Concrètement, un site qui génère des rendez-vous qualifiés pour un CGP repose sur quelques fondamentaux :
- Une fiche Google Business Profile complète et à jour, souvent la première chose que voit un prospect qui cherche un conseiller près de chez lui.
- Des pages dédiées par thématique (retraite, transmission, défiscalisation, assurance-vie) plutôt qu’une seule page « services » qui mélange tout.
- Un contenu pédagogique publié régulièrement, qui démontre votre expertise avant même le premier échange.
- Un maillage interne cohérent entre vos pages et votre prise de rendez-vous.

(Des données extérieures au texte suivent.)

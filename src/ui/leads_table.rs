use std::collections::HashSet;

use crossterm::event::KeyCode;
use tui::{
    backend::Backend,
    layout::{Constraint, Direction, Layout, Rect},
    style::{Color, Modifier, Style},
    text::{Span, Spans},
    widgets::{Block, Borders, Cell, Paragraph, Row, Table, TableState, Wrap},
    Frame,
};

use crate::models::{Lead, LeadStatus, ScoreBand};
use crate::store::LEAD_PAGE;

/// State of the lead review table: client-side filtering, a visible-count
/// pagination watermark, and a selection set for bulk triage.
///
/// Filtering is the intersection of the username search, the minimum score
/// threshold, and the status set (empty set means no status filter). The
/// watermark applies AFTER filtering, so the match count always reflects the
/// full filtered set while only a prefix is rendered.
pub struct LeadsTableState {
    leads: Vec<Lead>,
    pub search_term: String,
    pub search_editing: bool,
    pub min_score: u8,
    pub status_filter: HashSet<LeadStatus>,
    pub show_filters: bool,
    selected: HashSet<String>,
    visible_count: usize,
    expanded: Option<String>,
    table_state: TableState,
}

pub enum LeadsTableAction {
    SetStatus { id: String, status: LeadStatus },
    BulkSetStatus(LeadStatus),
    FetchMore { offset: usize },
}

impl LeadsTableState {
    pub fn new(leads: Vec<Lead>) -> Self {
        let mut table_state = TableState::default();
        if !leads.is_empty() {
            table_state.select(Some(0));
        }

        Self {
            leads,
            search_term: String::new(),
            search_editing: false,
            min_score: 0,
            status_filter: HashSet::new(),
            show_filters: false,
            selected: HashSet::new(),
            visible_count: LEAD_PAGE,
            expanded: None,
            table_state,
        }
    }

    /// Installs a freshly fetched lead list, keeping filters and the
    /// watermark but dropping selections that no longer resolve to a row.
    pub fn set_leads(&mut self, leads: Vec<Lead>) {
        let ids: HashSet<&str> = leads.iter().map(|lead| lead.id.as_str()).collect();
        self.selected.retain(|id| ids.contains(id.as_str()));
        if let Some(expanded) = &self.expanded {
            if !ids.contains(expanded.as_str()) {
                self.expanded = None;
            }
        }
        self.leads = leads;
        self.clamp_cursor();
    }

    /// Appends a server page fetched through the offset variant, skipping
    /// rows already present.
    pub fn append(&mut self, more: Vec<Lead>) {
        let known: HashSet<String> = self.leads.iter().map(|lead| lead.id.clone()).collect();
        self.leads
            .extend(more.into_iter().filter(|lead| !known.contains(&lead.id)));
        self.clamp_cursor();
    }

    fn matches(&self, lead: &Lead) -> bool {
        let term = self.search_term.to_lowercase();
        lead.username.to_lowercase().contains(&term)
            && lead.score() >= self.min_score
            && (self.status_filter.is_empty() || self.status_filter.contains(&lead.status))
    }

    /// The full filtered set, before the pagination watermark.
    pub fn filtered(&self) -> Vec<&Lead> {
        self.leads.iter().filter(|lead| self.matches(lead)).collect()
    }

    pub fn filtered_count(&self) -> usize {
        self.filtered().len()
    }

    /// The rendered prefix of the filtered set.
    pub fn visible(&self) -> Vec<&Lead> {
        let mut rows = self.filtered();
        rows.truncate(self.visible_count);
        rows
    }

    pub fn has_hidden_rows(&self) -> bool {
        self.filtered_count() > self.visible_count
    }

    /// Raises the watermark by one page. When it moves past the rows fetched
    /// so far, the caller should request the next server page at the
    /// returned offset.
    pub fn load_more(&mut self) -> Option<LeadsTableAction> {
        self.visible_count += LEAD_PAGE;
        if self.visible_count > self.leads.len() {
            Some(LeadsTableAction::FetchMore {
                offset: self.leads.len(),
            })
        } else {
            None
        }
    }

    // Selection

    pub fn toggle_selected(&mut self, id: &str) {
        if !self.selected.remove(id) {
            self.selected.insert(id.to_string());
        }
    }

    /// Toggles between "every currently filtered and visible row" and none.
    pub fn toggle_select_all(&mut self) {
        let visible: HashSet<String> = self
            .visible()
            .iter()
            .map(|lead| lead.id.clone())
            .collect();
        if !visible.is_empty() && self.selected == visible {
            self.selected.clear();
        } else {
            self.selected = visible;
        }
    }

    pub fn selection_count(&self) -> usize {
        self.selected.len()
    }

    pub fn selected_ids(&self) -> Vec<String> {
        self.selected.iter().cloned().collect()
    }

    pub fn is_selected(&self, id: &str) -> bool {
        self.selected.contains(id)
    }

    pub fn clear_selection(&mut self) {
        self.selected.clear();
    }

    // Cursor

    pub fn cursor_lead(&self) -> Option<&Lead> {
        let rows = self.visible();
        self.table_state
            .selected()
            .and_then(|i| rows.get(i).copied())
    }

    pub fn next(&mut self) {
        let len = self.visible().len();
        if len == 0 {
            return;
        }
        let i = match self.table_state.selected() {
            Some(i) => {
                if i >= len - 1 {
                    0
                } else {
                    i + 1
                }
            }
            None => 0,
        };
        self.table_state.select(Some(i));
    }

    pub fn previous(&mut self) {
        let len = self.visible().len();
        if len == 0 {
            return;
        }
        let i = match self.table_state.selected() {
            Some(i) => {
                if i == 0 {
                    len - 1
                } else {
                    i - 1
                }
            }
            None => 0,
        };
        self.table_state.select(Some(i));
    }

    fn clamp_cursor(&mut self) {
        let len = self.visible().len();
        if len == 0 {
            self.table_state.select(None);
        } else {
            match self.table_state.selected() {
                Some(i) if i < len => {}
                _ => self.table_state.select(Some(0)),
            }
        }
    }

    // Filters

    pub fn adjust_min_score(&mut self, delta: i16) {
        let next = i16::from(self.min_score) + delta;
        self.min_score = next.clamp(0, 100) as u8;
        self.clamp_cursor();
    }

    pub fn toggle_status_filter(&mut self, status: LeadStatus) {
        if !self.status_filter.remove(&status) {
            self.status_filter.insert(status);
        }
        self.clamp_cursor();
    }

    /// Per-status counts over the whole fetched list, shown next to the
    /// status filter toggles.
    pub fn status_count(&self, status: LeadStatus) -> usize {
        self.leads.iter().filter(|lead| lead.status == status).count()
    }

    pub fn toggle_expanded(&mut self) {
        let Some(id) = self.cursor_lead().map(|lead| lead.id.clone()) else {
            return;
        };
        self.expanded = match &self.expanded {
            Some(current) if *current == id => None,
            _ => Some(id),
        };
    }

    pub fn expanded_lead(&self) -> Option<&Lead> {
        let id = self.expanded.as_ref()?;
        self.leads.iter().find(|lead| lead.id == *id)
    }
}
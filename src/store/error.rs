use thiserror::Error;

pub type StoreResult<T> = std::result::Result<T, StoreError>;

/// Errors from the hosted record store. `AuthRequired` is the one variant
/// with a global policy attached: the caller at the top of the app tears
/// down the session and routes back to login. Everything else is handled
/// where it occurs.
#[derive(Error, Debug)]
pub enum StoreError {
    #[error("authentication required")]
    AuthRequired,

    #[error("request failed: {0}")]
    Http(#[from] reqwest::Error),

    #[error("store rejected the request ({status} {kind}): {message}")]
    Api {
        status: u16,
        kind: String,
        message: String,
    },

    #[error("password hashing failed: {0}")]
    PasswordHash(String),
}

impl StoreError {
    pub fn is_auth_required(&self) -> bool {
        matches!(self, StoreError::AuthRequired)
    }
}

Je détaille comment structurer un site pour qu’il devienne un vrai outil de prospection, pas juste une carte de visite en ligne, dans cet article dédié à la génération de leads CGP via votre site web.
Et si vous voulez construire cette visibilité durablement, c’est exactement l’objet de ma prestation SEO dédiée aux professionnels de la finance.
Faut-il acheter des leads pour démarrer plus vite ?
C’est la question que se posent la plupart des CGP en phase de lancement : investir du temps dans un canal organique qui met des mois à porter ses fruits, ou acheter des contacts pour démarrer tout de suite ?
Les deux approches ont leur place, mais pas dans les mêmes proportions ni au même moment.
|
Critère |
Lead acheté |
Lead généré en organique (SEO, contenu) |
|---|---|---|
|
Délai avant résultat |
Immédiat |
Plusieurs mois |
|
Exclusivité du contact |
Rarement exclusif |
Toujours exclusif |
|
Relation avec le prospect |
Froide, à réchauffer |
Prospect déjà en confiance |
|
Pérennité |
S’arrête avec le budget |
Continue après la publication |
Sur le marché français, un lead « gestion de patrimoine » acheté auprès d’une plateforme spécialisée coûte généralement entre 10 € et plus de 200 € selon le profil du prospect (patrimoine, niveau d’imposition). Un contact plus qualifié coûte structurellement plus cher à l’achat.
Une étude américaine sur le secteur des services financiers (First Page Sage, 2025) confirme la même tendance à plus grande échelle : le coût moyen d’un lead généré en organique y est nettement inférieur à celui d’un lead payant, tous canaux confondus.
Mon avis : l’achat de leads est un bon outil d’appoint pour démarrer une activité ou combler un creux ponctuel, jamais un socle unique de développement. Un lead acheté aujourd’hui n’existera plus demain si vous arrêtez de payer, alors qu’une page bien construite continue de travailler pour vous, sans les acheter à nouveau chaque mois.
L’essentiel à retenir
Aucun de ces canaux ne fonctionne isolément sur la durée. Le réseau et les partenariats apportent des contacts qualifiés mais dépendent de votre carnet d’adresses ; LinkedIn construit votre réputation d’expert ; l’achat de leads peut lancer une activité rapidement.
Le site web, lui, a la particularité de faire progresser tous les autres canaux en même temps : ce que vous partagez sur LinkedIn ou ce que vous dites lors d’un échange avec un partenaire prend plus de poids quand il renvoie vers un site qui démontre déjà votre expertise.